The Curious Incident of the Dog in the Night-time (2017), Edinburgh Festival Theatre, Review

Submitted by Ken Wilson on Tue, 21 Feb '17 3.36pm
Rating (out of 5)
5
Show details
Company
National Theatre
Production
Simon Stephens (writer, based on the novel by Mark Haddon), Marianne Elliott (director), Bunny Christie (designer), Paule Constable (lighting) Finn Ross (video designer)
Performers
Scott Reid (Christopher), Lucianne McEvoy (Siobhan), David Michaels (Ed), Emma Beattie (Judy)
Running time
145mins

There often seems to be more young people who present as being “on the spectrum” than ever before. Better diagnosis and more openness about conditions like Asperger's Syndrome and autism may be the cause.

Christopher (an expressive and sprightly Scott Reid) is a 15-year-old with severe Asperger’s – he can tell the number of stars in the universe, but can’t stand to be touched. He knows all about prime numbers but not about people. Christopher is a whiz with mathematics, but can’t stand strangers.
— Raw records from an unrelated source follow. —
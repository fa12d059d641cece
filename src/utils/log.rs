/*
 * Copyright (c) 2020. Aberic - All Rights Reserved.
 *
 * Licensed under the Apache License, Version 2.0 (the "License");
 * you may not use this file except in compliance with the License.
 * You may obtain a copy of the License at
 * http://www.apache.org/licenses/LICENSE-2.0
 * Unless required by applicable law or agreed to in writing, software
 * distributed under the License is distributed on an "AS IS" BASIS,
 * WITHOUT WARRANTIES OR CONDITIONS OF ANY KIND, either express or implied.
 * See the License for the specific language governing permissions and
 * limitations under the License.
 */

use std::sync::RwLock;

use log::LevelFilter;
use log4rs::append::console::ConsoleAppender;
use log4rs::append::rolling_file::policy::compound::roll::fixed_window::FixedWindowRoller;
use log4rs::append::rolling_file::policy::compound::trigger::size::SizeTrigger;
use log4rs::append::rolling_file::policy::compound::CompoundPolicy;
use log4rs::append::rolling_file::RollingFileAppender;
use log4rs::config::{Appender, Config, Logger, Root};
use log4rs::encode::json::JsonEncoder;
use log4rs::encode::pattern::PatternEncoder;
use log4rs::Handle;
use once_cell::sync::Lazy;

#[derive(Debug, PartialEq, Clone)]
pub struct LogModule {
    /// 输出日志模块名称
    pub name: String,
    /// 输出日志所在包，如："app::requests"
    pub pkg: String,
    /// 输出日志级别
    pub level: LevelFilter,
    /// 是否在主日志文件中同步记录
    pub additive: bool,
    /// log_dir 日志文件目录
    pub dir: String,
    /// log_file_max_size 每个日志文件保存的最大尺寸 单位：M
    pub file_max_size: u64,
    /// file_max_count 文件最多保存多少个
    pub file_max_count: u32,
}

impl LogModule {
    fn name(&self) -> String {
        self.name.clone()
    }

    fn pkg(&self) -> String {
        self.pkg.clone()
    }

    fn level(&self) -> LevelFilter {
        self.level.clone()
    }

    fn dir(&self) -> String {
        self.dir.clone()
    }

    /// 获取日志空配置信息
    fn config_default(&self) -> Config {
        self.config(vec![])
    }

    /// 获取日志配置信息
    fn config(&self, modules: Vec<LogModule>) -> Config {
        let stdout_name = "stdout";
        let stdout = ConsoleAppender::builder()
            .encoder(Box::new(PatternEncoder::new(
                "{d(%+)(local)} {l} {t} {m}{n}",
            )))
            .build();

        let server = rolling_appender(
            self.dir(),
            self.name(),
            self.file_max_size,
            self.file_max_count,
        );

        let config = Config::builder()
            .appender(Appender::builder().build(stdout_name, Box::new(stdout)))
            .appender(Appender::builder().build(self.name(), Box::new(server)));
        let root = Root::builder().appender(stdout_name).appender(self.name());
        let mut appenders: Vec<Appender> = vec![];
        let mut loggers: Vec<Logger> = vec![];

        for mdl in modules {
            let dir: String;
            let file_max_size: u64;
            let file_max_count: u32;
            if mdl.dir().is_empty() {
                dir = self.dir();
            } else {
                dir = mdl.dir();
            }
            if mdl.file_max_size <= 0 {
                file_max_size = self.file_max_size;
            } else {
                file_max_size = mdl.file_max_size;
            }
            if mdl.file_max_count <= 0 {
                file_max_count = self.file_max_count;
            } else {
                file_max_count = mdl.file_max_count;
            }
            let rolling_module = rolling_appender(dir, mdl.name(), file_max_size, file_max_count);
            appenders.push(Appender::builder().build(mdl.name(), Box::new(rolling_module)));
            loggers.push(
                Logger::builder()
                    .appender(mdl.name())
                    .additive(mdl.additive)
                    .build(mdl.pkg(), mdl.level()),
            );
            root.clone().appender(mdl.name());
        }
        return config
            .appenders(appenders)
            .loggers(loggers)
            .build(root.build(self.level()))
            .expect("config build failed!");
    }

    /// 初始化日志
    ///
    /// service_name 日志所服务的服务名称
    ///
    /// log_dir 日志文件目录
    ///
    /// log_file_max_size 每个日志文件保存的最大尺寸 单位：M
    ///
    /// file_max_count 文件最多保存多少个
    ///
    /// log_level 日志级别(debug/info/warn/Error/panic/fatal)
    pub fn config_log(&self, modules: Vec<LogModule>) {
        GLOBAL_LOG
            .write()
            .expect("global log write failed!")
            .handle
            .set_config(self.config(modules))
    }
}

pub struct LogHandle {
    handle: Handle,
    // /// 是否生产环境，在生产环境下控制台不会输出任何日志
    // production: bool,
}

/// Process-wide handle, lazily initialized at a silent default (`LevelFilter::Off`) so a
/// library consumer who never calls [`LogModule::config_log`] gets no output and no file
/// system side effects.
pub static GLOBAL_LOG: Lazy<RwLock<LogHandle>> = Lazy::new(|| {
    let module = LogModule {
        name: "starry".to_string(),
        pkg: "".to_string(),
        level: LevelFilter::Off,
        additive: false,
        dir: "./logs".to_string(),
        file_max_size: 16,
        file_max_count: 3,
    };
    let handle = LogHandle {
        handle: log4rs::init_config(module.config_default()).expect("log init config failed!"),
    };
    RwLock::new(handle)
});

pub fn set_log_test() {
    let module = LogModule {
        name: "test".to_string(),
        pkg: "".to_string(),
        level: LevelFilter::Debug,
        additive: true,
        dir: "./test/logs".to_string(),
        file_max_size: 1024,
        file_max_count: 7,
    };
    GLOBAL_LOG
        .write()
        .expect("global log write failed!")
        .handle
        .set_config(module.config(vec![]))
}

fn rolling_appender(
    dir: String,
    module_name: String,
    file_max_size: u64,
    file_max_count: u32,
) -> RollingFileAppender {
    RollingFileAppender::builder()
        .append(true)
        .encoder(Box::new(JsonEncoder::default()))
        .build(
            format!("{}/{}{}", dir.clone(), module_name, ".log"),
            Box::new(CompoundPolicy::new(
                Box::new(SizeTrigger::new(file_max_size * 1024 * 1024)),
                Box::new(
                    FixedWindowRoller::builder()
                        .base(1)
                        .build(
                            &*format!("{}/{}{}", dir, module_name, "-log-{}.log"),
                            file_max_count,
                        )
                        .expect("fixed window roller build failed!"),
                ),
            )),
        )
        .expect("rolling file appender build failed!")
}


#[cfg(test)]
mod log_test {
    use log::LevelFilter;
    use crate::utils::log::LogModule;

    #[test]
    fn logs() {
        let module = LogModule {
            name: String::from("set"),
            pkg: "".to_string(),
            level: LevelFilter::Debug,
            additive: true,
            dir: String::from("tmp"),
            file_max_size: 1024,
            file_max_count: 7,
        };
        module.config_log(vec![
            LogModule {
                name: "mod1".to_string(),
                pkg: "george-log::examples::log_test::log_test_mod1".to_string(),
                level: LevelFilter::Trace,
                additive: true,
                dir: String::from("tmp"),
                file_max_size: 1024,
                file_max_count: 7,
            },
            LogModule {
                name: "mod2".to_string(),
                pkg: "george-log::examples::log_test::log_test_mod2".to_string(),
                level: LevelFilter::Debug,
                additive: true,
                dir: String::from(""),
                file_max_size: 0,
                file_max_count: 0,
            },
        ]);
        log::debug!("Hello, world!");
        log::info!("Hello, world!");
        log::warn!("Hello, world!");
        log::error!("Hello, world!");

        logs_mod1();
        logs_mod2();
    }

    fn logs_mod2() {
        log::trace!("Hello, world! logs_mod");
        log::debug!("Hello, world! logs_mod");
        log::info!("Hello, world! logs_mod");
        log::warn!("Hello, world! logs_mod");
        log::error!("Hello, world! logs_mod");
    }

    fn logs_mod1() {
        log::trace!("Hello, world! logs_mod");
        log::debug!("Hello, world! logs_mod");
        log::info!("Hello, world! logs_mod");
        log::warn!("Hello, world! logs_mod");
        log::error!("Hello, world! logs_mod");
    }
}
His father is patient and just about copes with his son’s challenging demands. Then a neighbour’s dog is found killed in a nearby back garden. Motherless Christopher plans to discover who killed the beast and makes some surprising, life-changing discoveries.

Although the narrative sounds domestic the staging is anything but. The story is based on the bestselling novel by Mark Haddon and was adapted for the National Theatre by Simon Stephens. But it’s director Marianne Elliott and her creative team who deserve the lion’s share of praise in this startling, much-lauded piece of contemporary, popular theatre which illumines a condition that many people find difficult to understand.

The digitised cube in which the action takes place is animated with everything from the night sky to the tumbling numbers that dominate Christopher’s world. Eight projectors are used in the lighting scheme offering more than 11 million pixels.

Christopher – so often exasperating to the adults around him – says everything as he sees it, sparing no one’s blushes and incapable of a white lie. The play is as much as anything about truth-telling – the delusions, the obfuscations, the painful lies we tell because we can’t face reality. In almost every way this is a vital, modern classic.